Algumas pessoas, porventura mais afoitas, começam a manifestar alguns sinais de incómodo, quando não de alguma revolta, por causa do evidente espalhafato, o aspecto quase feérico do assunto e, piorando ainda mais as coisas, a absoluta falta de resultados práticos produzidos por tão espantoso quanto ineficaz arsenal de meios.
Todos nós sabemos também que, por exemplo, a família do Rui Pedro está há nove anos sem saber onde pára o rapaz, hoje com 20 anos. Algumas pessoas ainda se lembram, pelo menos vagamente, daquilo que sucedeu na altura do seu desaparecimento e de, esporadicamente, ver e ouvir a mãe do Rui Pedro na televisão, nove anos a fio, simplesmente perguntando sempre e sempre a mesma coisa: “onde está o meu filho?”
Nos idos de 1998, não houve circo em Lousada, apesar de esta ser também uma “simpática localidade”: nem directos em todos os canais, nem paparazzi da desgraça, nem batalhões inteiros de polícia, a pé e a cavalo, nem helicópteros de todos os tamanhos e feitios, nem batidas no terreno com centenas ou milhares de voluntários, nem campanhas internacionais; muito menos existiu qualquer audiência de Estado, laica ou religiosa. Já sabíamos que Lousada não é propriamente Lagos, mas ainda assim as diferenças entre uma localidade e outra não são propriamente as mesmas do que entre uma criança e outra criança.
Enfim, tudo isto é sabido, e mesmo sem quaisquer considerações morais poderemos ao menos duvidar – no mínimo – da bondade que preside à actuação de alguns dos envolvidos, comparando os dois casos, e em especial se atendermos às entidades responsáveis em ambos.
Aquilo que pouca gente saberá, porventura, é que – se estiverem correctos os relatos e comentários que existem na blogosfera – o Estado português cortou o abono de família do Rui Pedro, presumivelmente quando foi atingido o respectivo prazo legal; isto é, o miúdo desapareceu, continua desaparecido, nove anos depois, mas os prestimosos serviços da nossa “Segurança Social” não se coibiram de o declarar como “morto” (ou “equivalente”, para efeitos legais), não muito tempo depois do seu desaparecimento1.

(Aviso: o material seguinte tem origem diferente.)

use std::collections::VecDeque;
use std::sync::Arc;

use metrics::counter;
use tokio::sync::Mutex;

use crate::clock::Sleeper;
use crate::db::Store;
use crate::models::{short, ReplicationOrder, SubmissionResult};
use crate::polymarket::{OrderSubmitter, UnsignedOrder};

use super::retry::RetryPolicy;

/// Dry-run orders kept for inspection; older ones are dropped.
pub const SIMULATED_HISTORY: usize = 256;

/// Hands replication orders to the signing collaborator.
///
/// Dry-run orders never reach the network; the latest `SIMULATED_HISTORY`
/// are kept in memory and all are reported as accepted. Live orders are
/// retried on transient failures per the `RetryPolicy`, and the final
/// outcome is always a `SubmissionResult`, never an error that could stall
/// the pipeline.
pub struct ExecutionGateway {
    submitter: Option<Arc<dyn OrderSubmitter>>,
    retry: RetryPolicy,
    sleeper: Arc<dyn Sleeper>,
    store: Arc<dyn Store>,
    simulated: Mutex<VecDeque<ReplicationOrder>>,
}

impl ExecutionGateway {
    pub fn new(
        submitter: Option<Arc<dyn OrderSubmitter>>,
        retry: RetryPolicy,
        sleeper: Arc<dyn Sleeper>,
        store: Arc<dyn Store>,
    ) -> Self {
        Self {
            submitter,
            retry,
            sleeper,
            store,
            simulated: Mutex::new(VecDeque::new()),
        }
    }

    /// Most recent orders accepted in dry-run mode, oldest first.
    pub async fn simulated(&self) -> Vec<ReplicationOrder> {
        self.simulated.lock().await.iter().cloned().collect()
    }

    pub async fn submit(&self, order: &ReplicationOrder) -> SubmissionResult {
        let result = self.dispatch(order).await;

        counter!("submissions_total", "result" => result.label()).increment(1);

        if let Err(e) = self.store.record_submission(order.id, &result).await {
            tracing::warn!(order_id = %order.id, error = %e, "Failed to record submission outcome");
        }

        result
    }

    async fn dispatch(&self, order: &ReplicationOrder) -> SubmissionResult {
        if order.dry_run {
            tracing::info!(
                order_id = %order.id,
                market = %order.market_id,
                side = %order.side,
                size = order.size,
                limit_price = %order.limit_price,
                "[DRY-RUN] Would submit replication order"
            );
            let mut simulated = self.simulated.lock().await;
            if simulated.len() == SIMULATED_HISTORY {
                simulated.pop_front();
            }
            simulated.push_back(order.clone());
            drop(simulated);
            return SubmissionResult::Accepted {
                tx_hash: None,
                attempts: 0,
            };
        }

        let Some(submitter) = &self.submitter else {
            tracing::error!(order_id = %order.id, "Live order but no signer configured");
            return SubmissionResult::Error {
                reason: "no signer configured".into(),
                attempts: 0,
            };
        };

        let unsigned = UnsignedOrder::from(order);
        let max_attempts = self.retry.max_attempts;

        for attempt in 1..=max_attempts {
            match submitter.sign_and_submit(&unsigned).await {
                Ok(tx_hash) => {
                    tracing::info!(
                        order_id = %order.id,
                        source = short(&order.source_address),
                        tx_hash = %tx_hash,
                        attempt,
                        "Replication order submitted"
                    );
                    return SubmissionResult::Accepted {
                        tx_hash: Some(tx_hash),
                        attempts: attempt,
                    };
                }
                Err(e) if !e.is_transient() => {
                    tracing::warn!(order_id = %order.id, error = %e, attempt, "Order rejected");
                    return SubmissionResult::Rejected {
                        reason: e.to_string(),
                        attempts: attempt,
                    };
                }
                Err(e) if attempt == max_attempts => {
                    tracing::error!(
                        order_id = %order.id,
                        error = %e,
                        attempts = attempt,
                        "Submission failed after final attempt"
                    );
                    return SubmissionResult::Error {
                        reason: e.to_string(),
                        attempts: attempt,
                    };
                }
                Err(e) => {
                    let delay = self.retry.delay_for(attempt);
                    tracing::warn!(
                        order_id = %order.id,
                        error = %e,
                        attempt,
                        delay_ms = delay.as_millis() as u64,
                        "Transient submission failure, retrying"
                    );
                    self.sleeper.sleep(delay).await;
                }
            }
        }

        // max_attempts >= 1, so the loop always returns.
        SubmissionResult::Error {
            reason: "no attempts made".into(),
            attempts: 0,
        }
    }
}
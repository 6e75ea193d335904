use chrono::{DateTime, Utc};
use rust_decimal::Decimal;
use serde::{Deserialize, Serialize};
use std::fmt;
use std::str::FromStr;

/// Rolling-window statistics for one address.
#[derive(Debug, Clone, PartialEq, Eq, Serialize, Deserialize)]
pub struct TraderStats {
    pub address: String,
    pub window_start: DateTime<Utc>,
    pub window_end: DateTime<Utc>,
    /// USDC notional traded inside the window.
    pub total_volume: Decimal,
    pub trade_count: u64,
    pub wins: u64,
    pub losses: u64,
}

impl TraderStats {
    /// Wins over closed trades; zero when nothing has been closed.
    pub fn win_rate(&self) -> Decimal {
        let closed = self.wins + self.losses;
        if closed == 0 {
            return Decimal::ZERO;
        }
        Decimal::from(self.wins) / Decimal::from(closed)
    }
}

/// Ranking metric for `TraderLedger::top`.
#[derive(Debug, Clone, Copy, PartialEq, Eq, Serialize, Deserialize)]
pub enum RankBy {
    Volume,
    Count,
    WinRate,
}

impl FromStr for RankBy {
    type Err = String;

    fn from_str(s: &str) -> Result<Self, Self::Err> {
        match s.to_lowercase().as_str() {
            "volume" => Ok(RankBy::Volume),
            "count" => Ok(RankBy::Count),
            "win_rate" | "winrate" => Ok(RankBy::WinRate),
            other => Err(format!("unknown ranking metric: {other}")),
        }
    }
}

impl fmt::Display for RankBy {
    fn fmt(&self, f: &mut fmt::Formatter<'_>) -> fmt::Result {
        match self {
            RankBy::Volume => write!(f, "volume"),
            RankBy::Count => write!(f, "count"),
            RankBy::WinRate => write!(f, "win_rate"),
        }
    }
}
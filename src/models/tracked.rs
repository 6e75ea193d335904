use chrono::{DateTime, Utc};
use rust_decimal::Decimal;
use serde::{Deserialize, Serialize};

/// An address whose trades are replicated. Managed by the operator only.
#[derive(Debug, Clone, PartialEq, Eq, Serialize, Deserialize)]
pub struct TrackedAddress {
    pub address: String,
    pub added_at: DateTime<Utc>,
    /// Upper bound for a single replicated order, in share base units.
    pub max_position_size: u64,
    /// Fraction of the source trade's shares to replicate.
    pub copy_ratio: Decimal,
}
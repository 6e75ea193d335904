use std::sync::atomic::{AtomicU64, Ordering};
use std::time::Duration;

use async_trait::async_trait;
use reqwest::Client;
use serde::Deserialize;
use serde_json::{json, Value};
use thiserror::Error;

#[derive(Debug, Error)]
pub enum RpcError {
    /// The endpoint could not be reached or did not answer in time.
    #[error("connection to {endpoint} failed: {message}")]
    Connectivity { endpoint: String, message: String },

    #[error("request to {endpoint} timed out")]
    Timeout { endpoint: String },

    /// The node answered with a JSON-RPC error object.
    #[error("rpc error {code}: {message}")]
    Rpc { code: i64, message: String },

    #[error("malformed response: {0}")]
    Malformed(String),
}

impl RpcError {
    /// Errors after which the same request should be tried on the next endpoint.
    pub fn is_endpoint_failure(&self) -> bool {
        matches!(self, RpcError::Connectivity { .. } | RpcError::Timeout { .. })
    }
}

/// One upstream node speaking Ethereum JSON-RPC.
#[async_trait]
pub trait RpcTransport: Send + Sync {
    fn endpoint(&self) -> &str;

    /// Issue `method` and return the `result` member of the response.
    async fn call(&self, method: &str, params: Value) -> Result<Value, RpcError>;
}

#[derive(Debug, Deserialize)]
struct RpcResponse {
    #[serde(default)]
    result: Option<Value>,
    #[serde(default)]
    error: Option<RpcErrorObject>,
}

#[derive(Debug, Deserialize)]
struct RpcErrorObject {
    code: i64,
    message: String,
}

/// JSON-RPC over HTTP POST.
#[derive(Debug)]
pub struct HttpTransport {
    http: Client,
    url: String,
    next_id: AtomicU64,
}

impl HttpTransport {
    pub fn new(url: impl Into<String>, timeout: Duration) -> Result<Self, reqwest::Error> {
        let http = Client::builder().timeout(timeout).build()?;
        Ok(Self {
            http,
            url: url.into(),
            next_id: AtomicU64::new(1),
        })
    }

    fn classify(&self, e: reqwest::Error) -> RpcError {
        if e.is_timeout() {
            RpcError::Timeout {
                endpoint: self.url.clone(),
            }
        } else if e.is_decode() {
            RpcError::Malformed(e.to_string())
        } else {
            RpcError::Connectivity {
                endpoint: self.url.clone(),
                message: e.to_string(),
            }
        }
    }
}

#[async_trait]
impl RpcTransport for HttpTransport {
    fn endpoint(&self) -> &str {
        &self.url
    }

    async fn call(&self, method: &str, params: Value) -> Result<Value, RpcError> {
        let id = self.next_id.fetch_add(1, Ordering::Relaxed);
        let body = json!({
            "jsonrpc": "2.0",
            "id": id,
            "method": method,
            "params": params,
        });

        let resp = self
            .http
            .post(&self.url)
            .json(&body)
            .send()
            .await
            .map_err(|e| self.classify(e))?;

        // Rate limits and gateway errors mean this node is unusable right now.
        let status = resp.status();
        if status.as_u16() == 429 || status.is_server_error() {
            return Err(RpcError::Connectivity {
                endpoint: self.url.clone(),
                message: format!("HTTP {status}"),
            });
        }

        let parsed: RpcResponse = resp.json().await.map_err(|e| self.classify(e))?;

        if let Some(err) = parsed.error {
            return Err(RpcError::Rpc {
                code: err.code,
                message: err.message,
            });
        }

        Ok(parsed.result.unwrap_or(Value::Null))
    }
}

Outro episódio que terá passado despercebido, ainda sobre o mesmo caso, e este está felizmente documentado, é o seguinte: um recluso, condenado por burla a sete anos e meio de prisão, fez constar que saberia onde estava o miúdo, ou que ao menos calculava onde poderia estar; enfim, que era capaz de o devolver à família; foi mandado libertar pelas autoridades, tendo por incumbência localizar o Rui Pedro, em Portugal ou no estrangeiro. Puseram-lhe nas mãos um automóvel, e teve ainda direito a cartão-de-crédito, para despesas. Isto passou-se em 2003, e essa pessoa nunca mais foi vista, até hoje2.
Realmente, por mais que se goste deste país, às vezes dá vontade de fugir daqui para fora, emigrar compulsivamente ou, sabe-se lá se alguma terra civilizada não terá semelhante figura jurídica, pedir asilo moral. Refúgio por motivos de sanidade mental. Vergonha patológica. Qualquer buraco serve.
1 Isto é puro “hear say”, algo que se ouve (neste caso, lê) mas não se pode comprovar; se isto for informação errada, se esse subsídio apenas foi retirado quando o Rui Pedro atingiu a maioridade, então nada a apontar; fica aqui o reparo.
2 Idem, aspas, no que se refere ao “até hoje”.
(*) Parece-me que isto era de uma canção qualquer dos anos 70. Não me lembro de quem era, nem há referências na Google.